▶ _EXERCISE_:
Report every line of the entries that contains the word "someone".

▶ _SOURCE MATERIAL_:
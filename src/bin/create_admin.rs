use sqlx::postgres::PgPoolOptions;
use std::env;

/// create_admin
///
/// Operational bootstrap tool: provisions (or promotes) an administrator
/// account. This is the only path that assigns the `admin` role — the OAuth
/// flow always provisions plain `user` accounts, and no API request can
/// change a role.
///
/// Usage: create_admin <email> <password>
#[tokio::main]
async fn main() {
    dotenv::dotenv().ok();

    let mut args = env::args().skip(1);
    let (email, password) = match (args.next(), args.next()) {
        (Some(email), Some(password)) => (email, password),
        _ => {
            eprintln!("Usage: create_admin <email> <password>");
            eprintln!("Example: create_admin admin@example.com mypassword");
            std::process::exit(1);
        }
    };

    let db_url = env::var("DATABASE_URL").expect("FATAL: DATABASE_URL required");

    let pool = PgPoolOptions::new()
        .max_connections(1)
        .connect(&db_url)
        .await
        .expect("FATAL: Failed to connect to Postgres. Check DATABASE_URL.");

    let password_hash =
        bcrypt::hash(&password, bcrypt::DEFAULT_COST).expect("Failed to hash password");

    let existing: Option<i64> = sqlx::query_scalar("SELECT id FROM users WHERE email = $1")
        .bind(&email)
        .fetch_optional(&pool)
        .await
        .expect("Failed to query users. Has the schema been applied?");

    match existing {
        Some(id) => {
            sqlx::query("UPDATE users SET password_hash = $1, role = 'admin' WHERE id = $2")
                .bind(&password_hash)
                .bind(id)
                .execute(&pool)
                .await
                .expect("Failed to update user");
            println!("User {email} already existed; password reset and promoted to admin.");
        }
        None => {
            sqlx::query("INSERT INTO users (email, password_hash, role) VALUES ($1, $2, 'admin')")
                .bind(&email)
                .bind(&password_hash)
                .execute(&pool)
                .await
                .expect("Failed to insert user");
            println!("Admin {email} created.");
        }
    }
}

* * *

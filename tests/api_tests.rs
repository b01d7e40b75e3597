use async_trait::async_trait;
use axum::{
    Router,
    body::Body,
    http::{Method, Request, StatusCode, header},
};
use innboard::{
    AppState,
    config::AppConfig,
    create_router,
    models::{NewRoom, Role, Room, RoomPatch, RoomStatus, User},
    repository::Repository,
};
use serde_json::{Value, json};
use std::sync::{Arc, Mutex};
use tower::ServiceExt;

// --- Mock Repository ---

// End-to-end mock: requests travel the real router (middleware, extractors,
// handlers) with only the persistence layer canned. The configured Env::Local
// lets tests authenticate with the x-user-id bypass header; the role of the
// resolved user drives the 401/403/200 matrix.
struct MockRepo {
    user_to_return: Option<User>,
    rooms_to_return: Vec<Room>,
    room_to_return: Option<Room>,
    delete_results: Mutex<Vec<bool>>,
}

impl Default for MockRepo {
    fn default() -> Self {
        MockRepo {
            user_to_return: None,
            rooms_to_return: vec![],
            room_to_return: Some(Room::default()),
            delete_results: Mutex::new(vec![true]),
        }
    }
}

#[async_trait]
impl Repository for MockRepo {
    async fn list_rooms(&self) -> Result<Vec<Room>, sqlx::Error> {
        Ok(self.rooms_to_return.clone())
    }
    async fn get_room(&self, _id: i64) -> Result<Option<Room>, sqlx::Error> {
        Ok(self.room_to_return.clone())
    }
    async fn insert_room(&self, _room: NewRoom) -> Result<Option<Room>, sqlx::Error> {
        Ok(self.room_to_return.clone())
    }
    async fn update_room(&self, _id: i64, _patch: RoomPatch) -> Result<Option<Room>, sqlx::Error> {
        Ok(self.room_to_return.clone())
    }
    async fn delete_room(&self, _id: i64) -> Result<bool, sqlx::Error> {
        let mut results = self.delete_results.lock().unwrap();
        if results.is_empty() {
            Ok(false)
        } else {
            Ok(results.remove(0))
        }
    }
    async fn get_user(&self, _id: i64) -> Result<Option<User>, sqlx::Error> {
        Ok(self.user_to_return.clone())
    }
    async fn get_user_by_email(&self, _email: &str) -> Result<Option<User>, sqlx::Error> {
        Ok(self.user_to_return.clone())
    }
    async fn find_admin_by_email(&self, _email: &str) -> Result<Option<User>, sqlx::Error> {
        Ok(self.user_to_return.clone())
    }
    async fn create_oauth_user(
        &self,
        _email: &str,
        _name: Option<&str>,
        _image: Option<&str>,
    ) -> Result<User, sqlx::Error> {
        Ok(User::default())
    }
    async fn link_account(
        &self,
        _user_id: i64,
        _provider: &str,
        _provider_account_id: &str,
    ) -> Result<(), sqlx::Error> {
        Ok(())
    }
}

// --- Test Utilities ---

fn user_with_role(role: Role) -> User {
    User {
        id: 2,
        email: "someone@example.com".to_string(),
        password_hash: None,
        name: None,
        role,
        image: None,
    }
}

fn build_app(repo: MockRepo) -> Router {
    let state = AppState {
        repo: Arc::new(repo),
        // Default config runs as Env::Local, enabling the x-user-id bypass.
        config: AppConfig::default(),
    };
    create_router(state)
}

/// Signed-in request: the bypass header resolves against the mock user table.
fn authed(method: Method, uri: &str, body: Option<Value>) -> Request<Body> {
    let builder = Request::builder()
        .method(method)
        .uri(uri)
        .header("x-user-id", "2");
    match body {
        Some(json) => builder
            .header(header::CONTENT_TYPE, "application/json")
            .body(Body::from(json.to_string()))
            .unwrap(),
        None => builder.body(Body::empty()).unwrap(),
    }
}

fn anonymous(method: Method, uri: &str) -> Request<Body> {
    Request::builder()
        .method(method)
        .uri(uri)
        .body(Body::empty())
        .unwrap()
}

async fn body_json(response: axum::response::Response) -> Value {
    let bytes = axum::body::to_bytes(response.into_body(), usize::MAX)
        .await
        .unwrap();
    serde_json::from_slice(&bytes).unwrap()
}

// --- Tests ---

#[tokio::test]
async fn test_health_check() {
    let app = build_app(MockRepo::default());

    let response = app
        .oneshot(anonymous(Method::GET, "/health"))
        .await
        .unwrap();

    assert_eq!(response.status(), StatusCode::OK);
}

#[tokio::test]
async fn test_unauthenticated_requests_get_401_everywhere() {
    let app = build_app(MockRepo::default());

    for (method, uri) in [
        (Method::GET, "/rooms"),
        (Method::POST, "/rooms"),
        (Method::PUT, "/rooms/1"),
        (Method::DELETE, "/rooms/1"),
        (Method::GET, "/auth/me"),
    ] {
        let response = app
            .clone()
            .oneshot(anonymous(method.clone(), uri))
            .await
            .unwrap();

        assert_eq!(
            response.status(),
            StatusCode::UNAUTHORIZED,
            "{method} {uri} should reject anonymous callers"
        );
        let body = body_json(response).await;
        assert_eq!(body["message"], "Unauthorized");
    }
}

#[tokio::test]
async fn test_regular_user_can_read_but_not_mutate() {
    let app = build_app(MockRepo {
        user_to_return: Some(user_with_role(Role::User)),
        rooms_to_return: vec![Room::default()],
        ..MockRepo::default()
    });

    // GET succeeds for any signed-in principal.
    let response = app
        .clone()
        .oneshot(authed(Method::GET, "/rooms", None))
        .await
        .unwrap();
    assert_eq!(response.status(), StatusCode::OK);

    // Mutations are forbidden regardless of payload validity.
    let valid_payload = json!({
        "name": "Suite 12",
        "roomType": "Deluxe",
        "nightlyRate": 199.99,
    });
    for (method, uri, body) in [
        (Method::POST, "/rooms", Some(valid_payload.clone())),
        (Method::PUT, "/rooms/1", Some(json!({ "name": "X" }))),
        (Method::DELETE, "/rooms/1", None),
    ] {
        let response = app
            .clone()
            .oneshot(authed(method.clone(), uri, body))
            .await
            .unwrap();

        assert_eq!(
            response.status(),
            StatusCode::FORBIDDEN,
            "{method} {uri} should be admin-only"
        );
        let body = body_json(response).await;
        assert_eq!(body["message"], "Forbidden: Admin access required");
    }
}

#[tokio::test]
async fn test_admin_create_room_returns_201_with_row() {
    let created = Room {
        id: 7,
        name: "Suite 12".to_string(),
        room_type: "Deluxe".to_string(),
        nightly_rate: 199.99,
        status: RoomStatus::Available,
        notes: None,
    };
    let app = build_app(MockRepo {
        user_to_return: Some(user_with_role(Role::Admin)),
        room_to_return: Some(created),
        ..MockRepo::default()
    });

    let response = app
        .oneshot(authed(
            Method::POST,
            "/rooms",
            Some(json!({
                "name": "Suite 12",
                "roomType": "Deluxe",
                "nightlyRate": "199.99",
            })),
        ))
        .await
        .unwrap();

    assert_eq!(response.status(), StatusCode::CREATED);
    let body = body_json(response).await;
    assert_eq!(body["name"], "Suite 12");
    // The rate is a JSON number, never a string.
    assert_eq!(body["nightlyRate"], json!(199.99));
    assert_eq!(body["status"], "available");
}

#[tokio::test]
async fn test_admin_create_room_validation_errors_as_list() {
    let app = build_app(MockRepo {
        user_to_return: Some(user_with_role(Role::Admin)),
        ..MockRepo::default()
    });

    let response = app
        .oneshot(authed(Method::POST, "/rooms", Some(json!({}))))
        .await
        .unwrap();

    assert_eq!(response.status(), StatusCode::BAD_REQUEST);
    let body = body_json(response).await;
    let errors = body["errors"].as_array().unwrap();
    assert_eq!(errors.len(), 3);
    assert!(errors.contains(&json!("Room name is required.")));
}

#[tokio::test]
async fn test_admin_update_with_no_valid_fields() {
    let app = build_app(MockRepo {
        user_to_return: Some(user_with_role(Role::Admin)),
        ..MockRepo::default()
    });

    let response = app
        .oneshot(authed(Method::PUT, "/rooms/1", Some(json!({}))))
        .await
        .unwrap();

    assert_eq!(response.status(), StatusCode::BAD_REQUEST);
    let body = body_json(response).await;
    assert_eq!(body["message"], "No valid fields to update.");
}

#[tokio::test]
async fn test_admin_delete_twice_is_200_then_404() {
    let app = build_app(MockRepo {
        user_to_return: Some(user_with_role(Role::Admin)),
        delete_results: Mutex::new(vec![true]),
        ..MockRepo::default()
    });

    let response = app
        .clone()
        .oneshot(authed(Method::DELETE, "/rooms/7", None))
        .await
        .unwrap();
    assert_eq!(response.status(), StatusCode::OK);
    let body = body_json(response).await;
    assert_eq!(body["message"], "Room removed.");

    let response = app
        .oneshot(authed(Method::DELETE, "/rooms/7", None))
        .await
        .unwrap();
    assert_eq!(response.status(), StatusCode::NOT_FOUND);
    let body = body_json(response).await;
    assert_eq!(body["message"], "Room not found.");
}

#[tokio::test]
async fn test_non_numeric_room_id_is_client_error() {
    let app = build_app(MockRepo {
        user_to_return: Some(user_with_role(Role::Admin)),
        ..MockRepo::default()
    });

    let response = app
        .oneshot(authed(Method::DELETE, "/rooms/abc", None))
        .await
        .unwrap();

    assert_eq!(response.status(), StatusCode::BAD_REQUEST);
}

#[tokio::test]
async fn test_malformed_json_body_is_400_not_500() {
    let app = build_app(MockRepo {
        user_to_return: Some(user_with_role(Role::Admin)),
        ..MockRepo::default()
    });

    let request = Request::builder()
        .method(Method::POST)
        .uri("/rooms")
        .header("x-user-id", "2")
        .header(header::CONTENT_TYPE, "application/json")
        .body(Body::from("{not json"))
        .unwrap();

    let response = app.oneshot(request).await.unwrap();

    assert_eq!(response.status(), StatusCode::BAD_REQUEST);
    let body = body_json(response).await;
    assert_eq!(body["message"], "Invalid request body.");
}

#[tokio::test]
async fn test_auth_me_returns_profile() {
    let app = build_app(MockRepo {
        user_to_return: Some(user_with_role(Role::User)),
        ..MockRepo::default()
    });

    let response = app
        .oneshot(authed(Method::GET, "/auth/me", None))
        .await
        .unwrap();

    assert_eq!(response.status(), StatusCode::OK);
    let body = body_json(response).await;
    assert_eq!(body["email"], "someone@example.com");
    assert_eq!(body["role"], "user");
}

▶ _TASK ANSWER_:
        email: "someone@example.com".to_string(),
    assert_eq!(body["email"], "someone@example.com");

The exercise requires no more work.